Cependant, quels que soient et l’accueil que ce livre ait reçu jusqu’à présent, tant dans sa patrie que dans les pays étrangers où il a été transporté, et les qualités à la fois solides et brillantes qui’en font une des productions les plus importantes de la littérature chrétienne actuelle, et les bénédictions dont il a plu à Dieu de l’accompagner dans tous les lieux où il a été connu, nous ne pouvons envisager notre tâche comme accomplie par la publication de la traduction française, et nous croyons qu’il est de notre devoir d’exposer en toute franchise notre jugement sur ce livre qui porte un cachet extraordinaire, et dont il serait possible d’abuser. Maïs, nous défiant de nos lumières, et craignant l’accusation de partialité, nous prendrons pour notre guide, dans l’appréciation de cet ouvrage, la Gazette Evangélique, qui mérite et possède la confiance de tous par sa piété toute chrétienne, par sa tendance éminemment pratique, par sa science exempte de toute idée particulière, et par la sagesse de ses jugements ; et, dans le cas présent, nous la suivons d’autant plus volontiers, que, peu de mois avant d’annoncer Élie à ses lecteurs, elle avait critiqué avec une grande sévérité le premier recueil de sermons de Krummacher, intitulé : Coup d’œil dans le règne de la grâce, reprochant à cet auteur (dont elle ne niait point d’ailleurs et la piété et les talents remarquables) d’exagérer ses pensées, de surcharger son style d’images forcées, d’abuser de l’allégorie, de fausser la signification des textes, de mépriser le sens littéral de la Bible, de n’avoir point le sérieux que tout prédicateur doit porter dans la chaire de vérité, de se jouer de la parole humaine, de faire de l’esprit avec celle de Dieu, de manquer de charité pour les faibles et pour Ceux du dehors, et de ne présenter la saine doctrine que mêlée à des erreurs de formesc.

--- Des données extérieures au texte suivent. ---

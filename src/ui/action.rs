//! Transitions the UI store understands
//!
//! Each variant is one named, synchronous and total state transition. The
//! serialized form is `{"type": "<snake_case name>", "payload": ...}`.

use std::collections::BTreeMap;

use serde::{Deserialize, Serialize};
use serde_json::Value;

use crate::ui::appearance::{PreferencesPatch, RemotePreferences, Theme};
use crate::ui::layout::{ActiveTab, Panel};
use crate::ui::notifications::{NotificationId, NotificationInput, ToastId, ToastInput};
use crate::ui::overlays::{ConfirmDialogRequest, ContextMenuItem};
use crate::ui::search::SearchSurface;
use crate::ui::viewport::{ViewportSize, Visibility};

/// All UI store transitions
#[derive(Debug, Clone, PartialEq, Serialize, Deserialize)]
#[serde(tag = "type", content = "payload", rename_all = "snake_case")]
pub enum Action {
    // ========== Appearance ==========
    /// Replace the theme (persisted)
    SetTheme(Theme),
    /// Flip between light and dark (persisted)
    ToggleTheme,
    /// Seed the theme from account settings unless one is stored locally
    SyncThemeWithUserSettings(RemotePreferences),
    /// Replace the language code (persisted)
    SetLanguage(String),
    /// Shallow-merge preferences (persisted)
    UpdatePreferences(PreferencesPatch),

    // ========== Layout ==========
    /// Switch tabs, closing secondary panels
    SetActiveTab(ActiveTab),
    ToggleSidebar,
    SetSidebarOpen(bool),
    ToggleSidebarCollapsed,
    SetSidebarCollapsed(bool),
    TogglePanel(Panel),
    SetPanelOpen { panel: Panel, open: bool },
    OpenModal {
        modal: String,
        #[serde(default)]
        data: Value,
    },
    CloseModal,

    // ========== Overlays ==========
    ShowConfirmDialog(ConfirmDialogRequest),
    HideConfirmDialog,
    ShowContextMenu {
        #[serde(default)]
        x: f64,
        #[serde(default)]
        y: f64,
        #[serde(default)]
        items: Vec<ContextMenuItem>,
    },
    HideContextMenu,
    StartDrag {
        #[serde(rename = "type")]
        kind: String,
        #[serde(default)]
        data: Value,
    },
    EndDrag,
    StartResize(String),
    EndResize,

    // ========== Notifications & toasts ==========
    AddNotification(NotificationInput),
    MarkNotificationAsRead(NotificationId),
    MarkAllNotificationsAsRead,
    RemoveNotification(NotificationId),
    ClearNotifications,
    AddToast(ToastInput),
    RemoveToast(ToastId),
    ClearToasts,

    // ========== Viewport & environment ==========
    UpdateViewportSize(ViewportSize),
    SetOnlineStatus(bool),
    SetFocusStatus(bool),
    SetVisibilityStatus(Visibility),

    // ========== Loading & errors ==========
    SetGlobalLoading(bool),
    SetComponentLoading {
        component: String,
        #[serde(default)]
        loading: bool,
    },
    /// A missing payload still raises the error, as `null`
    SetGlobalError(Option<Value>),
    SetComponentError {
        component: String,
        #[serde(default)]
        error: Value,
    },
    ClearGlobalError,
    ClearComponentError(String),

    // ========== Scroll & keyboard ==========
    SaveScrollPosition { component: String, position: f64 },
    SetCurrentFocus(Option<String>),
    UpdateTabIndex(i32),
    /// Merge shortcut -> action-name bindings into the table
    UpdateShortcuts(BTreeMap<String, String>),

    // ========== Search ==========
    UpdateGlobalSearch(String),
    UpdateComponentSearch {
        component: SearchSurface,
        query: String,
    },
    /// Clear one surface, or everything when no surface is given
    ClearSearch(Option<SearchSurface>),
    UpdateSearchFilters(BTreeMap<String, Value>),
    SetSearchResults {
        scope: String,
        #[serde(default)]
        results: Value,
    },
    ClearSearchHistory,

    // ========== Clipboard ==========
    UpdateClipboard {
        #[serde(rename = "type")]
        kind: String,
        #[serde(default)]
        data: Value,
    },
    ClearClipboard,

    // ========== Performance ==========
    UpdatePerformanceStats {
        #[serde(default)]
        render_time: f64,
        #[serde(default)]
        memory_usage: Option<f64>,
    },

    // ========== Session ==========
    /// Back to the construction default, keeping appearance and viewport
    ResetUiState,
}

impl Action {
    /// The snake_case transition name (matches the serialized `type` tag)
    pub fn name(&self) -> &'static str {
        match self {
            Action::SetTheme(_) => "set_theme",
            Action::ToggleTheme => "toggle_theme",
            Action::SyncThemeWithUserSettings(_) => "sync_theme_with_user_settings",
            Action::SetLanguage(_) => "set_language",
            Action::UpdatePreferences(_) => "update_preferences",
            Action::SetActiveTab(_) => "set_active_tab",
            Action::ToggleSidebar => "toggle_sidebar",
            Action::SetSidebarOpen(_) => "set_sidebar_open",
            Action::ToggleSidebarCollapsed => "toggle_sidebar_collapsed",
            Action::SetSidebarCollapsed(_) => "set_sidebar_collapsed",
            Action::TogglePanel(_) => "toggle_panel",
            Action::SetPanelOpen { .. } => "set_panel_open",
            Action::OpenModal { .. } => "open_modal",
            Action::CloseModal => "close_modal",
            Action::ShowConfirmDialog(_) => "show_confirm_dialog",
            Action::HideConfirmDialog => "hide_confirm_dialog",
            Action::ShowContextMenu { .. } => "show_context_menu",
            Action::HideContextMenu => "hide_context_menu",
            Action::StartDrag { .. } => "start_drag",
            Action::EndDrag => "end_drag",
            Action::StartResize(_) => "start_resize",
            Action::EndResize => "end_resize",
            Action::AddNotification(_) => "add_notification",
            Action::MarkNotificationAsRead(_) => "mark_notification_as_read",
            Action::MarkAllNotificationsAsRead => "mark_all_notifications_as_read",
            Action::RemoveNotification(_) => "remove_notification",
            Action::ClearNotifications => "clear_notifications",
            Action::AddToast(_) => "add_toast",
            Action::RemoveToast(_) => "remove_toast",
            Action::ClearToasts => "clear_toasts",
            Action::UpdateViewportSize(_) => "update_viewport_size",
            Action::SetOnlineStatus(_) => "set_online_status",
            Action::SetFocusStatus(_) => "set_focus_status",
            Action::SetVisibilityStatus(_) => "set_visibility_status",
            Action::SetGlobalLoading(_) => "set_global_loading",
            Action::SetComponentLoading { .. } => "set_component_loading",
            Action::SetGlobalError(_) => "set_global_error",
            Action::SetComponentError { .. } => "set_component_error",
            Action::ClearGlobalError => "clear_global_error",
            Action::ClearComponentError(_) => "clear_component_error",
            Action::SaveScrollPosition { .. } => "save_scroll_position",
            Action::SetCurrentFocus(_) => "set_current_focus",
            Action::UpdateTabIndex(_) => "update_tab_index",
            Action::UpdateShortcuts(_) => "update_shortcuts",
            Action::UpdateGlobalSearch(_) => "update_global_search",
            Action::UpdateComponentSearch { .. } => "update_component_search",
            Action::ClearSearch(_) => "clear_search",
            Action::UpdateSearchFilters(_) => "update_search_filters",
            Action::SetSearchResults { .. } => "set_search_results",
            Action::ClearSearchHistory => "clear_search_history",
            Action::UpdateClipboard { .. } => "update_clipboard",
            Action::ClearClipboard => "clear_clipboard",
            Action::UpdatePerformanceStats { .. } => "update_performance_stats",
            Action::ResetUiState => "reset_ui_state",
        }
    }

    /// Whether this transition writes through to the persistent backend
    pub fn persists(&self) -> bool {
        matches!(
            self,
            Action::SetTheme(_)
                | Action::ToggleTheme
                | Action::SetLanguage(_)
                | Action::UpdatePreferences(_)
        )
    }
}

c – Elle ne fait exception que pour le sermon sur le cœur maternel de Dieu, et en particulier pour les méditations sur la tentation de Jésus-Christ, auxquelles elle accorde son entière approbation. Quant au sermon sur Issachar, elle voudrait détacher du texte la peinture que Krummacher fait des chrétiens de nom, et qu’elle trouve saisissante de vérité.

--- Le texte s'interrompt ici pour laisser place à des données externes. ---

//! Transient overlay descriptors: confirm dialog, context menu, drag,
//! resize and the in-app clipboard.
//!
//! Each descriptor is replaced or reset as a whole so its flag and its
//! payload never disagree.

use serde::{Deserialize, Serialize};
use serde_json::Value;

/// Opaque reference to a callback owned by the view layer
#[derive(Debug, Clone, PartialEq, Eq, Hash, Serialize, Deserialize)]
#[serde(transparent)]
pub struct CallbackHandle(pub String);

impl CallbackHandle {
    pub fn new(id: impl Into<String>) -> Self {
        Self(id.into())
    }
}

/// What the caller supplies when showing a confirm dialog
#[derive(Debug, Clone, Default, PartialEq, Eq, Serialize, Deserialize)]
#[serde(default)]
pub struct ConfirmDialogRequest {
    pub title: String,
    pub message: String,
    pub on_confirm: Option<CallbackHandle>,
    pub on_cancel: Option<CallbackHandle>,
}

#[derive(Debug, Clone, Default, PartialEq, Eq, Serialize, Deserialize)]
pub struct ConfirmDialog {
    pub open: bool,
    pub title: String,
    pub message: String,
    pub on_confirm: Option<CallbackHandle>,
    pub on_cancel: Option<CallbackHandle>,
}

impl ConfirmDialog {
    /// Canonical closed descriptor
    pub fn closed() -> Self {
        Self::default()
    }

    pub fn shown(request: ConfirmDialogRequest) -> Self {
        Self {
            open: true,
            title: request.title,
            message: request.message,
            on_confirm: request.on_confirm,
            on_cancel: request.on_cancel,
        }
    }
}

#[derive(Debug, Clone, PartialEq, Serialize, Deserialize)]
pub struct ContextMenuItem {
    pub id: String,
    #[serde(default)]
    pub label: String,
    #[serde(default)]
    pub action: Option<CallbackHandle>,
    #[serde(default)]
    pub disabled: bool,
}

#[derive(Debug, Clone, Default, PartialEq, Serialize, Deserialize)]
pub struct ContextMenu {
    pub open: bool,
    pub x: f64,
    pub y: f64,
    pub items: Vec<ContextMenuItem>,
}

impl ContextMenu {
    pub fn closed() -> Self {
        Self::default()
    }

    pub fn at(x: f64, y: f64, items: Vec<ContextMenuItem>) -> Self {
        Self {
            open: true,
            x,
            y,
            items,
        }
    }
}

/// An in-progress drag (absent when nothing is being dragged)
#[derive(Debug, Clone, PartialEq, Serialize, Deserialize)]
pub struct DragState {
    #[serde(rename = "type")]
    pub kind: String,
    #[serde(default)]
    pub data: Value,
}

/// An in-progress resize (absent when nothing is being resized)
#[derive(Debug, Clone, PartialEq, Eq, Serialize, Deserialize)]
pub struct ResizeState {
    #[serde(rename = "type")]
    pub kind: String,
}

/// In-app clipboard contents (absent when empty)
#[derive(Debug, Clone, PartialEq, Serialize, Deserialize)]
pub struct ClipboardEntry {
    #[serde(rename = "type")]
    pub kind: String,
    #[serde(default)]
    pub data: Value,
}

#[derive(Debug, Clone, Default, PartialEq, Serialize, Deserialize)]
pub struct OverlayState {
    pub confirm_dialog: ConfirmDialog,
    pub context_menu: ContextMenu,
    pub drag: Option<DragState>,
    pub resize: Option<ResizeState>,
}

impl OverlayState {
    pub fn is_dragging(&self) -> bool {
        self.drag.is_some()
    }

    pub fn is_resizing(&self) -> bool {
        self.resize.is_some()
    }
}
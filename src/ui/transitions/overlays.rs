use crate::ui::action::Action;
use crate::ui::overlays::{
    ClipboardEntry, ConfirmDialog, ContextMenu, DragState, ResizeState,
};
use crate::ui::state::UiState;

impl UiState {
    pub(super) fn handle_overlay_action(&mut self, action: Action) {
        let overlays = &mut self.overlays;
        match action {
            Action::ShowConfirmDialog(request) => {
                overlays.confirm_dialog = ConfirmDialog::shown(request);
            }
            Action::HideConfirmDialog => overlays.confirm_dialog = ConfirmDialog::closed(),
            Action::ShowContextMenu { x, y, items } => {
                overlays.context_menu = ContextMenu::at(x, y, items);
            }
            Action::HideContextMenu => overlays.context_menu = ContextMenu::closed(),
            Action::StartDrag { kind, data } => {
                overlays.drag = Some(DragState { kind, data });
            }
            Action::EndDrag => overlays.drag = None,
            Action::StartResize(kind) => overlays.resize = Some(ResizeState { kind }),
            Action::EndResize => overlays.resize = None,
            Action::UpdateClipboard { kind, data } => {
                self.clipboard = Some(ClipboardEntry { kind, data });
            }
            Action::ClearClipboard => self.clipboard = None,
            _ => {}
        }
    }
}
//! Integration tests for chatdeck
//!
//! These tests verify that the store, its backends and the binary work
//! together correctly.

#[path = "../common/mod.rs"]
pub mod common;

pub mod cli;
pub mod persistence;
pub mod store_flow;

Quand le premier volume d’Élie parut, le même critique qui avait porté ce sévère jugement, reprit la plume pour accueillir avec une vive joie ce nouvel ouvrage qui ressemblait si peu au premier, et dans lequel les talents de premier ordre de Krummacher apparaissaient dans tout leur éclat, tandis que ses défauts se retiraient dans l’ombre. Le second volume fut jugé supérieur encore au premier, et voici comment la Gazette Evangélique s’exprimait à cette époque sur Élie (1831, n° 75) : « Si l’on veut apprendre quels trésors de doctrine il y a dans les histoires de l’Ancien Testament, et quel sens profond a, pour ainsi dire, chaque mot dans ces brefs récits dictés par l’Esprit saint, si l’on veut pénétrer dans les profondeurs de l’Ancien Testament, non par la voie d’une exégèse allégorique et mystique, mais par celle d’une interprétation pratique et applicatoire, qu’on lise l’Élie de Krummacher, et l’on rougira de l’aveuglement et du siècle présent, et des chrétiens eux-mêmes, qui ne prêtent aucune attention à nombre de choses contenues dans ce livre des livres. Krummacher, qui peut ici servir de modèle, sait rendre l’histoire d’Élie si vivante à ses lecteurs, qu’il leur semble assister réellement aux divers événements qui passent devant leurs yeux, et dont il leur expose le sens intime et la connexion intérieure ; si bien qu’en relisant le texte, ils s’étonnent et de tout ce qu’il y a trouvé et de ce que jusqu’à présent on n’y avait point lu toutes ces mêmes choses. On sent en particulier que cette histoire, expliquée comme il le fait, forme un tout complet et bien uni, et qu’il doit en être de même de toutes les histoires de la Bible ; d’où résulte, pour tout esprit non prévenu, une preuve convaincante de la divinité des saintes Ecritures dans lesquelles on reconnaît un sens si profond et une vie si puissante, qu’elles cessent de ressembler à aucun autre livre humain… Ces méditations sur Élie sont véritablement exégétiques, le texte sacré est étudié comme il doit l’être, mot après mot, et le sens est le plus souvent indiqué avec justesse. »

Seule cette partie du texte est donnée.